【質問と解答】

Q:専属契約というものがよくわからないので教えてください。「専属契約」とは「契約中は結果(作品)が出せなくてもお金が入る」ものだと思うのですが、その専属契約がない雑誌社の作家さんは連載中以外はバイトしながら生活費を稼ぎつつ連載のための作品を仕上げるわけですよね? そうなると、投稿中の素人と立場はあまりかわらず、どうしても専属契約料で暮らしていてる人よりクオリティの低いモノになってしまう気がします。投稿中であれば賞をとらせて、その賞金で何ヵ月分かの生活費にあてさせて、その間に作品を仕上げるのかな、とも思っていたのですが、デビュー後はそうはいきませんよね?? 一度デビューして目がでない作家さんは皆バイトとの二足わらじなのでしょうか? それとも連載経験がなくても見込みありと見られれば専属契約というものは発生するのでしょうか? 専属契約は「連載作家」だけの特権なのでしょうか? それとも雑誌社によっては連載作家であっても「専属契約」がないところもあるのでしょうか? もしかして集英社のジャンプだけ? それとも週刊連載作家だけ? 雑誌社の中でも「専属契約」は「売れてる雑誌」の作家だけ? 特にそれを理由に投稿雑誌を選ぶわけではありませんが、もしもどちらかの二択になった場合「専属契約」があるのとないのとではモチベーションも違いますし、作品にも影響すると思うので知っておきたいです。教えていただければ幸いです。


A:専属契約については、各社規定が異なるのですが、標準的な契約の話をします。まず、専属契約というのは「契約中は結果(作品)が出せなくてもお金が入る」という甘い考えは捨ててください。確かに専属契約料は全額前払い、もしくは契約期間中に分割して定期的に支払われるもので、成果が出せなくても返却を求められるものではありません。しかし、契約期間中に連載に向けての積極的な準備が求められ、一定の成果が出せない場合は次期契約更新時に打ち切られることになります。連載経験がない新人にも適用されますが、新人の場合は連載陣のヘルプ(臨時アシスタント)に呼び出されることもあります。

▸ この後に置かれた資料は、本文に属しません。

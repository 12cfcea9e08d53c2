/*!
svgrad - syntactic CSS color validation and SVG gradient generation.

The library is a pure computation core with two entry points:

- [`is_css_color`] decides whether a string is syntactically plausible as a
  CSS color value, permissively enough to admit future notations.
- [`build_gradient`] validates an ordered color list and renders a complete
  SVG document with evenly spaced gradient stops.

All I/O, argument dispatch and exit-code handling live in the `svgrad`
binary (`cli.rs`); nothing in the library reads or writes anything.

# Architecture

- `color` - the syntactic validator and indexed batch validation
- `gradient` - orientation and gradient specification types
- `writer` - the `Writer` trait and the SVG document writer
- `presets` - named constant color lists for the CLI layer

# Example

```
use svgrad::{build_gradient, Orientation};

let svg = build_gradient(
    Orientation::Linear,
    vec!["#fff".to_string(), "#000".to_string()],
)?;
assert!(svg.contains("linearGradient"));
# Ok::<(), svgrad::SvgradError>(())
```
*/

pub mod color;
pub mod gradient;
pub mod presets;
pub mod writer;

pub use color::{invalid_entries, is_css_color, InvalidColor};
pub use gradient::{Gradient, Orientation, Stop};
pub use writer::{SvgWriter, Writer};

use thiserror::Error;

/// Crate version, surfaced by the CLI.
pub const VERSION: &str = env!("CARGO_PKG_VERSION");

/// Errors produced by the svgrad library.
#[derive(Error, Debug, Clone, PartialEq)]
pub enum SvgradError {
    /// One or more color tokens failed syntactic validation.
    ///
    /// Carries every failing (index, token) pair, not only the first, so
    /// callers can report exactly which inputs were rejected and where.
    #[error("invalid CSS colors: {}", render_entries(.0))]
    InvalidColors(Vec<InvalidColor>),
}

/// Convenience result type for svgrad operations.
pub type Result<T> = std::result::Result<T, SvgradError>;

fn render_entries(entries: &[InvalidColor]) -> String {
    serde_json::to_string(entries).unwrap_or_else(|_| format!("{:?}", entries))
}

/// Validate every color and render a gradient document.
///
/// Thin wrapper over [`SvgWriter`]: validation is all-or-nothing, so either
/// a complete SVG document is returned or [`SvgradError::InvalidColors`]
/// enumerates every rejected token. No partial output.
pub fn build_gradient(orientation: Orientation, colors: Vec<String>) -> Result<String> {
    SvgWriter::new().write(&Gradient::new(orientation, colors))
}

また、契約期間中は他社の仕事を受けたり、投稿したりすることは一切できません。他社の仕事をしない代償として一定金額の収入を保証するというものが、専属契約の本質です。ですから、当然のことながら、契約期間の長さや契約金にもランクがあります。金額的には桁は違いますが、プロ野球の契約金を考えてもらえればイメージしやすいと思います。連載経験のない新人の場合は半年ごとの更新が一般的です(出版社によって異なりますが)。金額は言えませんが、一人暮らしだとバイトをまるでしないで生活するにはちょっと足りないくらいでしょうか。連載作家だと、オール専属制をとっている週刊少年ジャンプを除けば、ある程度キャリアを積んで仕事のペースをつかみ他社からもオファーが来るような作家は、編集部が専属契約を求めても断るケースが多いです。専属契約料よりも連載を1本増やすほうが収入もずっと多くなりますし、1本の連載だけでなく色々な舞台(雑誌)で色々な編集者と組んで色々な作品を描 いてみたいというクリエイターとしての欲求もありますから。そういう方は連載の切れ目でも十分すぎるほどの蓄えがありますので、生活に困ることはありません。つまり、専属契約はいいことづくめというわけではなく、むしろ出版社が作家を囲い込みたいという考えのもとに設けている制度なのです。もっとも、新人賞を獲ったばかりの新人作家にとってはバイトの時間を減らして創作に集中できるわけですから、契約金は魅力的でしょう。専属契約制度があるのは大手出版社に限られ、新人作家の場合に対象候補となるのは、新人賞で大賞(名称は様々でしょうが、一番上の賞)とそれに次ぐ賞の受賞者、読み切り数作を経て連載が近いと目される方です。専属契約料を出すのは出版社ではなく編集部予算からなので、最終決定は編集長が行います。なお、専属契約を受けるかどうかは作家に委ねられるので、他社・他誌に並行して投稿活動をしている方は、専属契約料を取るか他誌への投稿の自由を取るかよく考えてくださ い。